The school here and 32 others sprinkled across the impoverished Mianwali district of northwestern Punjab exist because a retired army colonel wanted to do something to perpetuate his father’s memory and to help people of his region.

But teaching girls to read and write has also become a priority for Prime Minister Benazir Bhutto’s government, which took power last October. That commitment coincides with studies showing female literacy to be an ironclad requirement for the advance of a society, whether it be in South Asia or southern Africa or anywhere else in the developing world.

“Investing in women’s education is a sine qua non for the achievement of sustainable development,” Dr. Nafis Sadik, a Pakistani physician who is executive director of the United Nations Population Fund, told an international meeting on education held in New Delhi, India, last December. “Educating women delivers the highest return of any development input.”

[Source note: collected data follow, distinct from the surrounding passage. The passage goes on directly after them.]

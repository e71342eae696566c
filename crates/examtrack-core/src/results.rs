//! Submission outputs: the stats delta a scored attempt commits, and the
//! scored result a caller renders.

use serde::{Deserialize, Serialize};

use crate::model::{SubjectPerformance, UserStats};
use crate::scoring::Score;
use crate::streak::StreakTransition;
use crate::subjects::{SubjectDelta, SubjectScore};

/// Everything a completed attempt contributes to cumulative stats.
///
/// Applied atomically by the stats store: either the whole delta lands or
/// none of it does.
#[derive(Debug, Clone, PartialEq, Serialize, Deserialize)]
pub struct StatsDelta {
    pub attempt_id: String,
    pub test_id: String,
    /// Questions earning first credit with this attempt.
    pub answered_delta: u64,
    /// May exceed `answered_delta` only under
    /// [`crate::dedup::CreditPolicy::RecreditCorrections`], which credits
    /// corrections to questions already counted as answered.
    pub correct_delta: u64,
    pub streak: StreakTransition,
    pub subject_deltas: Vec<SubjectDelta>,
}

impl UserStats {
    /// Apply a delta in place. Every store funnels through this one routine
    /// so the counters stay consistent across implementations.
    pub fn apply_delta(&mut self, delta: &StatsDelta) {
        self.questions_answered += delta.answered_delta;
        self.correct_answers += delta.correct_delta;

        match delta.streak {
            StreakTransition::NoOp => {}
            StreakTransition::Increment { today } => {
                self.current_streak += 1;
                self.longest_streak = self.longest_streak.max(self.current_streak);
                self.last_practice_date = Some(today);
            }
            StreakTransition::Reset { today } => {
                self.current_streak = 1;
                self.longest_streak = self.longest_streak.max(1);
                self.last_practice_date = Some(today);
            }
        }

        for subject_delta in &delta.subject_deltas {
            let entry = self
                .subjects
                .entry(subject_delta.subject.clone())
                .or_insert_with(|| SubjectPerformance::new(&subject_delta.subject));
            entry.total_questions += subject_delta.answered_delta;
            entry.correct_answers += subject_delta.correct_delta;
            entry.accuracy = if entry.total_questions == 0 {
                0.0
            } else {
                entry.correct_answers as f64 / entry.total_questions as f64
            };
        }
    }
}

/// A scored, committed attempt — everything a results screen needs without
/// recomputation.
#[derive(Debug, Clone, Serialize, Deserialize)]
pub struct ScoredAttempt {
    pub attempt_id: String,
    pub test_id: String,
    pub total_questions: u32,
    /// This attempt in isolation.
    pub answered: u32,
    pub correct: u32,
    /// After first-credit deduplication against prior attempts.
    pub net_answered: u32,
    pub net_correct: u32,
    pub score: Score,
    pub streak: StreakTransition,
    /// Streak counters after the commit.
    pub current_streak: u32,
    pub longest_streak: u32,
    pub subject_breakdown: Vec<SubjectScore>,
    /// Answer entries dropped because their question id was not in the test.
    pub dropped_answers: Vec<String>,
}

/// A committed stats change, published to observers after the commit.
#[derive(Debug, Clone)]
pub struct StatsUpdate {
    pub delta: StatsDelta,
    /// The stats as stored after applying the delta.
    pub stats: UserStats,
}

#[cfg(test)]
mod tests {
    use super::*;
    use chrono::NaiveDate;

    fn date(y: i32, m: u32, d: u32) -> NaiveDate {
        NaiveDate::from_ymd_opt(y, m, d).unwrap()
    }

    fn delta(answered: u64, correct: u64, streak: StreakTransition) -> StatsDelta {
        StatsDelta {
            attempt_id: "a1".into(),
            test_id: "t1".into(),
            answered_delta: answered,
            correct_delta: correct,
            streak,
            subject_deltas: vec![],
        }
    }

    #[test]
    fn apply_increments_counters() {
        let mut stats = UserStats::default();
        stats.apply_delta(&delta(5, 3, StreakTransition::NoOp));
        assert_eq!(stats.questions_answered, 5);
        assert_eq!(stats.correct_answers, 3);
        assert_eq!(stats.current_streak, 0);
        assert!(stats.last_practice_date.is_none());
    }

    #[test]
    fn reset_starts_streak_at_one() {
        let mut stats = UserStats::default();
        let today = date(2025, 6, 10);
        stats.apply_delta(&delta(0, 0, StreakTransition::Reset { today }));
        assert_eq!(stats.current_streak, 1);
        assert_eq!(stats.longest_streak, 1);
        assert_eq!(stats.last_practice_date, Some(today));
    }

    #[test]
    fn increment_extends_longest_streak() {
        let mut stats = UserStats {
            current_streak: 3,
            longest_streak: 3,
            last_practice_date: Some(date(2025, 6, 10)),
            ..Default::default()
        };
        let today = date(2025, 6, 11);
        stats.apply_delta(&delta(0, 0, StreakTransition::Increment { today }));
        assert_eq!(stats.current_streak, 4);
        assert_eq!(stats.longest_streak, 4);
        assert_eq!(stats.last_practice_date, Some(today));
    }

    #[test]
    fn reset_after_gap_keeps_longest_streak() {
        let mut stats = UserStats {
            current_streak: 5,
            longest_streak: 7,
            last_practice_date: Some(date(2025, 6, 1)),
            ..Default::default()
        };
        stats.apply_delta(&delta(0, 0, StreakTransition::Reset { today: date(2025, 6, 10) }));
        assert_eq!(stats.current_streak, 1);
        assert_eq!(stats.longest_streak, 7);
    }

    #[test]
    fn noop_leaves_practice_date_untouched() {
        let earlier = date(2025, 6, 10);
        let mut stats = UserStats {
            current_streak: 2,
            longest_streak: 2,
            last_practice_date: Some(earlier),
            ..Default::default()
        };
        stats.apply_delta(&delta(1, 1, StreakTransition::NoOp));
        assert_eq!(stats.current_streak, 2);
        assert_eq!(stats.last_practice_date, Some(earlier));
    }

    #[test]
    fn subject_deltas_merge_and_recompute_accuracy() {
        let mut stats = UserStats::default();
        let mut d = delta(2, 1, StreakTransition::NoOp);
        d.subject_deltas = vec![SubjectDelta {
            subject: "History".into(),
            answered_delta: 2,
            correct_delta: 1,
        }];
        stats.apply_delta(&d);

        let mut d2 = delta(2, 2, StreakTransition::NoOp);
        d2.subject_deltas = vec![SubjectDelta {
            subject: "History".into(),
            answered_delta: 2,
            correct_delta: 2,
        }];
        stats.apply_delta(&d2);

        let history = &stats.subjects["History"];
        assert_eq!(history.total_questions, 4);
        assert_eq!(history.correct_answers, 3);
        assert!((history.accuracy - 0.75).abs() < f64::EPSILON);
    }
}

In a recent study of 166 countries, Washington-based Population Action International found a persistent correlation between the length of women’s schooling, their birth rates, child survival, family health and a nation’s overall prosperity. PAI promotes population control through unrestricted access to family planning.

At the top of the scale, PAI found, was France, where almost all girls are enrolled in secondary school and women average more than 11 years of education. At the bottom was the landlocked African nation of Chad, where adult women have, on average, less than one month of schooling.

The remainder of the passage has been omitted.